At a recent Senate Judiciary Committee hearing, Facebook CEO Mark Zuckerberg and Twitter CEO Jack Dorsey faced all sorts of questions and criticisms, often contradictory. In general, Republicans seem to think online services are moderating content to such an extent that they are engaging in systemic “censorship” of conservative viewpoints. Meanwhile, Democrats seem to think the same services aren’t doing enough to stop the spread of harmful or misleading content.

One thing both sides agree on, thankfully, is the need to combat CSAM. There is bipartisan legislation on the matter in the Eliminating Abusive and Rampant Neglect of Interactive Technologies (EARN IT) Act. Unfortunately, the bill is severely flawed in several areas. One part of the bill does, to a certain extent, get at the right way to tackle CSAM.

The EARN IT Act creates a body where tech companies can coordinate and exchange best practices on combatting CSAM. Apart from the other non-starter issues in the bill, the basic idea of getting people to work together to effectively protect children online and perhaps combat other harmful material is unobjectionable. If you see something, say something, right?

Or so one would think.

During the mid-November hearing, Sen. Josh Hawley (R-Mo.), an original sponsor of the EARN IT Act, accused Facebook and Twitter, along with Google, of working together to “coordinate censorship.” Hawley tweeted, “Whistleblower says Twitter and Google routinely suggest censorship topics - hashtags, individuals, websites, many of them conservative – and Facebook logs them for follow-up on Tasks. But [Mark Zuckerberg] REFUSES under oath to turn over list of Twitter or Google mentions on Tasks[.]”

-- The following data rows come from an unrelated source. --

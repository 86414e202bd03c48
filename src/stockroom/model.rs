use crate::error::{Result, StockroomError};
use indexmap::IndexMap;
use serde::{Deserialize, Serialize};

/// The data tracked for one catalog entry.
#[derive(Debug, Clone, Copy, PartialEq, Eq, Serialize, Deserialize)]
pub struct Record {
    pub stock_count: i64,
}

impl Record {
    pub fn new(stock_count: i64) -> Self {
        Self { stock_count }
    }
}

/// Item name to record, in insertion order.
///
/// Serialized as a plain JSON object (`{"Widget": {"stock_count": 5}}`), which is
/// also the on-disk format of the catalog file. Key order in the file is preserved
/// on load, so iteration order survives a reload.
#[derive(Debug, Clone, Default, PartialEq, Eq, Serialize, Deserialize)]
#[serde(transparent)]
pub struct Catalog {
    items: IndexMap<String, Record>,
}

impl Catalog {
    pub fn new() -> Self {
        Self::default()
    }

    pub fn len(&self) -> usize {
        self.items.len()
    }

    pub fn is_empty(&self) -> bool {
        self.items.is_empty()
    }

    pub fn contains(&self, name: &str) -> bool {
        self.items.contains_key(name)
    }

    pub fn get(&self, name: &str) -> Option<&Record> {
        self.items.get(name)
    }

    pub fn get_mut(&mut self, name: &str) -> Option<&mut Record> {
        self.items.get_mut(name)
    }

    /// Inserts or replaces a record. A replaced record keeps its position.
    pub fn insert(&mut self, name: impl Into<String>, record: Record) -> Option<Record> {
        self.items.insert(name.into(), record)
    }

    /// Removes a record, keeping the relative order of the rest.
    pub fn remove(&mut self, name: &str) -> Option<Record> {
        self.items.shift_remove(name)
    }

    pub fn iter(&self) -> impl Iterator<Item = (&String, &Record)> {
        self.items.iter()
    }

    /// Snapshot of the catalog as owned items, in catalog order.
    pub fn to_items(&self) -> Vec<Item> {
        self.iter()
            .map(|(name, record)| Item::new(name.clone(), record.stock_count))
            .collect()
    }
}

/// A named catalog entry, as handed to callers for display or export.
#[derive(Debug, Clone, PartialEq, Eq)]
pub struct Item {
    pub name: String,
    pub stock_count: i64,
}

impl Item {
    pub fn new(name: impl Into<String>, stock_count: i64) -> Self {
        Self {
            name: name.into(),
            stock_count,
        }
    }
}

/// How an import batch is applied to the existing catalog.
#[derive(Debug, Clone, Copy, PartialEq, Eq, Default, Serialize, Deserialize)]
#[serde(rename_all = "lowercase")]
pub enum ImportMode {
    /// Existing items have the imported stock added; new items are inserted.
    #[default]
    Merge,
    /// The catalog is replaced by the imported items.
    Overwrite,
}

impl std::fmt::Display for ImportMode {
    fn fmt(&self, f: &mut std::fmt::Formatter<'_>) -> std::fmt::Result {
        match self {
            ImportMode::Merge => write!(f, "merge"),
            ImportMode::Overwrite => write!(f, "overwrite"),
        }
    }
}

impl std::str::FromStr for ImportMode {
    type Err = StockroomError;

    fn from_str(s: &str) -> Result<Self> {
        match s.trim().to_lowercase().as_str() {
            "merge" => Ok(ImportMode::Merge),
            "overwrite" => Ok(ImportMode::Overwrite),
            other => Err(StockroomError::Config(format!(
                "Unknown import mode '{}' (expected 'merge' or 'overwrite')",
                other
            ))),
        }
    }
}

/// Parses user-entered text as a stock count or delta.
///
/// Surrounding whitespace and a leading `+` are accepted; anything else that is not
/// a whole number is rejected rather than coerced.
pub fn parse_stock(raw: &str) -> Result<i64> {
    raw.trim()
        .parse::<i64>()
        .map_err(|_| StockroomError::InvalidStock(raw.to_string()))
}
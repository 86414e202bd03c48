//! # Storage Layer
//!
//! [`CatalogStore`] holds the authoritative in-memory [`Catalog`] and keeps the
//! persisted copy in sync through a [`StorageBackend`].
//!
//! ## Backends
//!
//! - [`fs_backend::FsBackend`]: production storage, a single JSON document
//!   (`inventory_data.json` by default). Writes go to a temp file in the same
//!   directory and are renamed over the target unless atomic writes are disabled.
//! - [`mem_backend::MemBackend`]: in-memory storage for tests. Counts saves and can
//!   simulate write failures.
//!
//! ## Persistence Model
//!
//! The catalog is loaded once in [`CatalogStore::open`]. Every mutating command
//! builds the next catalog on a copy and hands it to [`CatalogStore::commit`],
//! which rewrites the whole document and only then swaps the copy in. A failed
//! write leaves the in-memory catalog as it was. There is no incremental
//! persistence and no file locking (last writer wins).
//!
//! ## Storage Format
//!
//! ```text
//! {
//!   "Widget": { "stock_count": 5 },
//!   "Gadget": { "stock_count": -2 }
//! }
//! ```

use crate::error::Result;
use crate::model::Catalog;

pub mod backend;
pub mod fs_backend;
pub mod mem_backend;

pub use backend::StorageBackend;

pub struct CatalogStore<B: StorageBackend> {
    backend: B,
    catalog: Catalog,
}

impl<B: StorageBackend> CatalogStore<B> {
    /// Loads the persisted catalog. Fails if the stored document is malformed.
    pub fn open(backend: B) -> Result<Self> {
        let catalog = backend.load_catalog()?;
        Ok(Self { backend, catalog })
    }

    pub fn catalog(&self) -> &Catalog {
        &self.catalog
    }

    /// Persists `next` in full, overwriting previous content, then makes it the
    /// current catalog. On error the current catalog is unchanged.
    pub fn commit(&mut self, next: Catalog) -> Result<()> {
        self.backend.save_catalog(&next)?;
        self.catalog = next;
        Ok(())
    }

    pub fn backend(&self) -> &B {
        &self.backend
    }
}

// --- Test Fixtures ---

#[cfg(any(test, feature = "test_utils"))]
pub mod fixtures {
    use super::mem_backend::MemBackend;
    use super::*;
    use crate::model::Record;

    pub struct StoreFixture {
        catalog: Catalog,
    }

    impl Default for StoreFixture {
        fn default() -> Self {
            Self::new()
        }
    }

    impl StoreFixture {
        pub fn new() -> Self {
            Self {
                catalog: Catalog::new(),
            }
        }

        pub fn with_item(mut self, name: &str, stock_count: i64) -> Self {
            self.catalog.insert(name, Record::new(stock_count));
            self
        }

        pub fn with_items(mut self, count: usize) -> Self {
            for i in 0..count {
                self.catalog
                    .insert(format!("Item {}", i + 1), Record::new(i as i64 + 1));
            }
            self
        }

        /// A store over a MemBackend that already persisted the fixture catalog.
        /// The backend's save count starts at zero.
        pub fn build(self) -> CatalogStore<MemBackend> {
            let backend = MemBackend::with_catalog(&self.catalog);
            CatalogStore::open(backend).unwrap()
        }
    }
}
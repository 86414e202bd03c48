use crate::error::{Result, StockroomError};
use crate::model::ImportMode;
use serde::{Deserialize, Serialize};
use std::fs;
use std::path::{Path, PathBuf};

const CONFIG_FILENAME: &str = "config.json";
const DEFAULT_DATA_FILE: &str = "inventory_data.json";

/// Configuration for stockroom, stored in `<data dir>/config.json`
#[derive(Debug, Clone, Serialize, Deserialize, PartialEq, Eq)]
pub struct StockroomConfig {
    /// File name (relative to the data dir) or absolute path of the catalog document
    #[serde(default = "default_data_file")]
    pub data_file: String,

    /// Write the catalog to a temp file and rename it into place
    #[serde(default = "default_atomic_writes")]
    pub atomic_writes: bool,

    /// Import mode used when neither --merge nor --overwrite is given
    #[serde(default)]
    pub import_mode: ImportMode,
}

fn default_data_file() -> String {
    DEFAULT_DATA_FILE.to_string()
}

fn default_atomic_writes() -> bool {
    true
}

impl Default for StockroomConfig {
    fn default() -> Self {
        Self {
            data_file: default_data_file(),
            atomic_writes: default_atomic_writes(),
            import_mode: ImportMode::default(),
        }
    }
}

impl StockroomConfig {
    pub const KEYS: &'static [&'static str] = &["data-file", "atomic-writes", "import-mode"];

    /// Load config from the given directory, or return defaults if not found
    pub fn load<P: AsRef<Path>>(config_dir: P) -> Result<Self> {
        let config_path = config_dir.as_ref().join(CONFIG_FILENAME);

        if !config_path.exists() {
            return Ok(Self::default());
        }

        let content = fs::read_to_string(&config_path).map_err(StockroomError::Io)?;
        let config: StockroomConfig =
            serde_json::from_str(&content).map_err(StockroomError::Serialization)?;
        Ok(config)
    }

    /// Save config to the given directory
    pub fn save<P: AsRef<Path>>(&self, config_dir: P) -> Result<()> {
        let config_dir = config_dir.as_ref();

        if !config_dir.exists() {
            fs::create_dir_all(config_dir).map_err(StockroomError::Io)?;
        }

        let config_path = config_dir.join(CONFIG_FILENAME);
        let content = serde_json::to_string_pretty(self).map_err(StockroomError::Serialization)?;
        fs::write(config_path, content).map_err(StockroomError::Io)?;
        Ok(())
    }

    /// Resolves the catalog document path against the data dir.
    pub fn data_path(&self, data_dir: &Path) -> PathBuf {
        let file = Path::new(&self.data_file);
        if file.is_absolute() {
            file.to_path_buf()
        } else {
            data_dir.join(file)
        }
    }

    pub fn get(&self, key: &str) -> Option<String> {
        match key {
            "data-file" => Some(self.data_file.clone()),
            "atomic-writes" => Some(self.atomic_writes.to_string()),
            "import-mode" => Some(self.import_mode.to_string()),
            _ => None,
        }
    }

    pub fn set(&mut self, key: &str, value: &str) -> Result<()> {
        match key {
            "data-file" => {
                let value = value.trim();
                if value.is_empty() {
                    return Err(StockroomError::Config("data-file cannot be empty".into()));
                }
                self.data_file = value.to_string();
            }
            "atomic-writes" => {
                self.atomic_writes = match value.trim().to_lowercase().as_str() {
                    "true" | "yes" | "on" | "1" => true,
                    "false" | "no" | "off" | "0" => false,
                    other => {
                        return Err(StockroomError::Config(format!(
                            "atomic-writes expects true or false, got '{}'",
                            other
                        )))
                    }
                };
            }
            "import-mode" => self.import_mode = value.parse()?,
            other => {
                return Err(StockroomError::Config(format!(
                    "Unknown config key: {}",
                    other
                )))
            }
        }
        Ok(())
    }
}
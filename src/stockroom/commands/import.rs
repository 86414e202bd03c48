use crate::commands::{update, CmdMessage, CmdResult};
use crate::error::{Result, StockroomError};
use crate::model::{parse_stock, Catalog, ImportMode, Record};
use crate::store::{CatalogStore, StorageBackend};
use crate::table::{self, RawRow};
use std::fmt;
use std::fs::File;
use std::path::Path;

#[derive(Debug, Clone, PartialEq, Eq)]
pub enum SkipReason {
    MissingName,
    MissingStock,
    InvalidStock(String),
}

impl fmt::Display for SkipReason {
    fn fmt(&self, f: &mut fmt::Formatter<'_>) -> fmt::Result {
        match self {
            SkipReason::MissingName => write!(f, "missing name"),
            SkipReason::MissingStock => write!(f, "missing stock"),
            SkipReason::InvalidStock(raw) => write!(f, "stock '{}' is not a whole number", raw),
        }
    }
}

#[derive(Debug, Clone, PartialEq, Eq)]
pub struct SkippedRow {
    pub line: u64,
    pub reason: SkipReason,
}

#[derive(Debug, Clone, PartialEq, Eq)]
pub struct ImportReport {
    /// Distinct names staged from the input, not the number of records that changed.
    pub imported: usize,
    pub mode: ImportMode,
    pub skipped: Vec<SkippedRow>,
}

/// Reads a CSV file and imports it. See [`run`].
pub fn run_file<B: StorageBackend>(
    store: &mut CatalogStore<B>,
    path: &Path,
    mode: ImportMode,
) -> Result<CmdResult> {
    let file = File::open(path).map_err(StockroomError::Io)?;
    let rows = table::read_rows(file)?;
    tracing::debug!(path = %path.display(), rows = rows.len(), "read import table");
    run(store, &rows, mode)
}

/// Applies a batch of table rows to the catalog.
///
/// Rows without a name, without a stock, or with a non-integer stock are skipped
/// and listed in the report. Among the accepted rows the last one per name wins.
/// The staged rows are then merged into the catalog (stock added for known names)
/// or replace it entirely, and the catalog is persisted.
pub fn run<B: StorageBackend>(
    store: &mut CatalogStore<B>,
    rows: &[RawRow],
    mode: ImportMode,
) -> Result<CmdResult> {
    let (staged, skipped) = stage_rows(rows);
    let imported = staged.len();

    let next = match mode {
        ImportMode::Merge => merge_into(store.catalog().clone(), &staged)?,
        ImportMode::Overwrite => staged,
    };

    store.commit(next)?;
    tracing::info!(imported, skipped = skipped.len(), %mode, "import applied");

    let mut result = CmdResult::default();
    result.add_message(CmdMessage::success(match mode {
        ImportMode::Merge => format!("Imported and merged {} items from CSV.", imported),
        ImportMode::Overwrite => format!("Imported {} items (inventory overwritten).", imported),
    }));
    if !skipped.is_empty() {
        result.add_message(CmdMessage::warning(format!(
            "Skipped {} malformed rows.",
            skipped.len()
        )));
        for row in &skipped {
            result.add_message(CmdMessage::info(format!("  line {}: {}", row.line, row.reason)));
        }
    }

    Ok(result.with_import_report(ImportReport {
        imported,
        mode,
        skipped,
    }))
}

fn merge_into(mut catalog: Catalog, staged: &Catalog) -> Result<Catalog> {
    for (name, record) in staged.iter() {
        match catalog.get_mut(name) {
            Some(existing) => {
                existing.stock_count =
                    update::add_stock(name, existing.stock_count, record.stock_count)?;
            }
            None => {
                catalog.insert(name.clone(), *record);
            }
        }
    }
    Ok(catalog)
}

fn stage_rows(rows: &[RawRow]) -> (Catalog, Vec<SkippedRow>) {
    let mut staged = Catalog::new();
    let mut skipped = Vec::new();

    for row in rows {
        match validate_row(row) {
            Ok((name, stock_count)) => {
                staged.insert(name, Record::new(stock_count));
            }
            Err(reason) => {
                tracing::debug!(line = row.line, %reason, "skipping row");
                skipped.push(SkippedRow {
                    line: row.line,
                    reason,
                });
            }
        }
    }

    (staged, skipped)
}

fn validate_row(row: &RawRow) -> std::result::Result<(&str, i64), SkipReason> {
    let name = match row.name.as_deref() {
        Some(name) if !name.is_empty() => name,
        _ => return Err(SkipReason::MissingName),
    };
    let raw_stock = match row.stock.as_deref() {
        Some(stock) if !stock.is_empty() => stock,
        _ => return Err(SkipReason::MissingStock),
    };
    let stock_count =
        parse_stock(raw_stock).map_err(|_| SkipReason::InvalidStock(raw_stock.to_string()))?;
    Ok((name, stock_count))
}

#[cfg(test)]
mod tests {
    use super::*;
    use crate::store::fixtures::StoreFixture;

    fn row(line: u64, name: &str, stock: &str) -> RawRow {
        RawRow::new(line, Some(name), Some(stock))
    }

    fn stock_of<B: StorageBackend>(store: &CatalogStore<B>, name: &str) -> Option<i64> {
        store.catalog().get(name).map(|r| r.stock_count)
    }

    #[test]
    fn merge_adds_stock_to_existing_items() {
        let mut store = StoreFixture::new().with_item("Widget", 5).build();
        let result = run(&mut store, &[row(2, "Widget", "3")], ImportMode::Merge).unwrap();

        assert_eq!(stock_of(&store, "Widget"), Some(8));
        let report = result.import_report.unwrap();
        assert_eq!(report.imported, 1);
        assert_eq!(report.mode, ImportMode::Merge);
        assert_eq!(store.backend().save_count(), 1);
    }

    #[test]
    fn merge_inserts_new_items_after_existing_ones() {
        let mut store = StoreFixture::new().with_item("Widget", 5).build();
        run(&mut store, &[row(2, "Gadget", "4")], ImportMode::Merge).unwrap();

        let names: Vec<_> = store.catalog().iter().map(|(n, _)| n.clone()).collect();
        assert_eq!(names, vec!["Widget", "Gadget"]);
        assert_eq!(stock_of(&store, "Gadget"), Some(4));
    }

    #[test]
    fn overwrite_replaces_the_whole_catalog() {
        let mut store = StoreFixture::new()
            .with_item("A", 1)
            .with_item("B", 2)
            .build();
        let result = run(&mut store, &[row(2, "C", "9")], ImportMode::Overwrite).unwrap();

        assert_eq!(store.catalog().len(), 1);
        assert_eq!(stock_of(&store, "C"), Some(9));
        assert_eq!(
            result.messages[0].content,
            "Imported 1 items (inventory overwritten)."
        );
    }

    #[test]
    fn malformed_rows_are_skipped_and_reported() {
        let mut store = StoreFixture::new().build();
        let rows = vec![
            row(2, "Gadget", "abc"),
            row(3, "Widget", "7"),
            row(4, "", "3"),
            RawRow::new(5, Some("Bolt"), None),
            row(6, "Nut", "2.5"),
        ];

        let result = run(&mut store, &rows, ImportMode::Merge).unwrap();
        let report = result.import_report.unwrap();

        assert_eq!(report.imported, 1);
        assert_eq!(store.catalog().len(), 1);
        assert!(!store.catalog().contains("Gadget"));
        assert_eq!(
            report.skipped,
            vec![
                SkippedRow {
                    line: 2,
                    reason: SkipReason::InvalidStock("abc".into())
                },
                SkippedRow {
                    line: 4,
                    reason: SkipReason::MissingName
                },
                SkippedRow {
                    line: 5,
                    reason: SkipReason::MissingStock
                },
                SkippedRow {
                    line: 6,
                    reason: SkipReason::InvalidStock("2.5".into())
                },
            ]
        );
        assert!(result
            .messages
            .iter()
            .any(|m| m.content == "Skipped 4 malformed rows."));
    }

    #[test]
    fn last_duplicate_in_batch_wins() {
        let mut store = StoreFixture::new().with_item("Widget", 5).build();
        let rows = vec![row(2, "Widget", "100"), row(3, "Widget", "3")];

        let result = run(&mut store, &rows, ImportMode::Merge).unwrap();

        assert_eq!(result.import_report.unwrap().imported, 1);
        assert_eq!(stock_of(&store, "Widget"), Some(8));
    }

    #[test]
    fn padded_stock_values_are_accepted() {
        let mut store = StoreFixture::new().build();
        run(&mut store, &[row(2, "Widget", " 12 ")], ImportMode::Overwrite).unwrap();
        assert_eq!(stock_of(&store, "Widget"), Some(12));
    }

    #[test]
    fn merge_overflow_fails_the_whole_batch() {
        let mut store = StoreFixture::new()
            .with_item("Widget", i64::MAX)
            .with_item("Gadget", 1)
            .build();
        let before = store.catalog().clone();
        let rows = vec![row(2, "Gadget", "4"), row(3, "Widget", "1")];

        let result = run(&mut store, &rows, ImportMode::Merge);

        assert!(matches!(result, Err(StockroomError::StockOverflow { .. })));
        assert_eq!(store.catalog(), &before);
        assert_eq!(store.backend().save_count(), 0);
    }

    #[test]
    fn failed_write_keeps_the_catalog_on_overwrite() {
        let mut store = StoreFixture::new().with_item("Widget", 5).build();
        let before = store.catalog().clone();
        store.backend().set_simulate_write_error(true);

        let result = run(&mut store, &[row(2, "Gadget", "9")], ImportMode::Overwrite);

        assert!(matches!(result, Err(StockroomError::Store(_))));
        assert_eq!(store.catalog(), &before);
        assert_eq!(&store.backend().load_catalog().unwrap(), store.catalog());
    }

    #[test]
    fn undecodable_file_fails_before_touching_the_catalog() {
        let dir = tempfile::tempdir().unwrap();
        let path = dir.path().join("broken.csv");
        std::fs::write(&path, b"Name,Stock\n\xff\xfe,5\n").unwrap();
        let mut store = StoreFixture::new().with_item("Widget", 5).build();
        let before = store.catalog().clone();

        let result = run_file(&mut store, &path, ImportMode::Overwrite);

        assert!(matches!(result, Err(StockroomError::Csv(_))));
        assert_eq!(store.catalog(), &before);
        assert_eq!(store.backend().save_count(), 0);
    }

    #[test]
    fn overwrite_with_nothing_valid_empties_the_catalog() {
        let mut store = StoreFixture::new().with_item("Widget", 5).build();
        let result = run(&mut store, &[row(2, "Gadget", "x")], ImportMode::Overwrite).unwrap();

        assert!(store.catalog().is_empty());
        assert_eq!(result.import_report.unwrap().imported, 0);
        assert_eq!(store.backend().save_count(), 1);
    }
}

Despite his intentions of trying to protect the speech of the users of online services like Facebook and Twitter, this line of attack from the senator is unhelpful and constitutionally problematic, at best.

Given the immense pressure from both sides of the aisle to combat things like CSAM, foreign propaganda, violence, and other harmful content, we should expect a significant degree of coordination between tech firms. If something awful slips through the cracks of one system, then all the companies in the industry could pay the price through reputational, regulatory, or legal repercussions. Section 230, a law that provides some liability protection for online services like Facebook and Twitter from what their users post, has taken a lot of flak of late, including the most recent hearing. However, the law does nothing to insulate these firms from criminal law.

Aside from the fact these companies are run by people with beating hearts and consciences, there is a real incentive for tech firms to work together against harmful content. There’s nothing necessarily nefarious about it at all. Again, this coordination is reasonable to such an extent that a bipartisan group of senators is attempting to codify a version of it.

But because of the huffing and puffing by folks such as Sen. Hawley, expect less of this coordination going forward, at least on a voluntary basis. In addition to Sen. Hawley’s criticism of coordination on content moderation, Facebook and Google are both the focus of significant antitrust scrutiny, where coordination is a very dirty word. This is awful news for the fight against CSAM and heinous online content.

Adding insult to injury is the fact that many of the content moderation decisions on which companies coordinate, and are now being criticized, are constitutionally protected. While CSAM is rightfully illegal due to the unquestionable harm it causes, there are plenty of other things that are not as clear-cut, and are therefore legal, that most users do not wish to see nor with which web services want to be affiliated.

Like it or not, it is just as legal for private companies to disassociate from terrorist propaganda as it is for them to refuse to host certain mainstream political viewpoints. The First Amendment is not about protecting speech and decisions on which everyone agrees.

This is all to say that even if companies are engaged in biased moderation practices, it is pretty clear that this is just none of the government’s business. Pretending it is and threatening companies, through everything from antitrust action to Section 230 reform, risks hampering their ability to work together to fight the things on which we all agree and for which the First Amendment offers no protection, such as CSAM.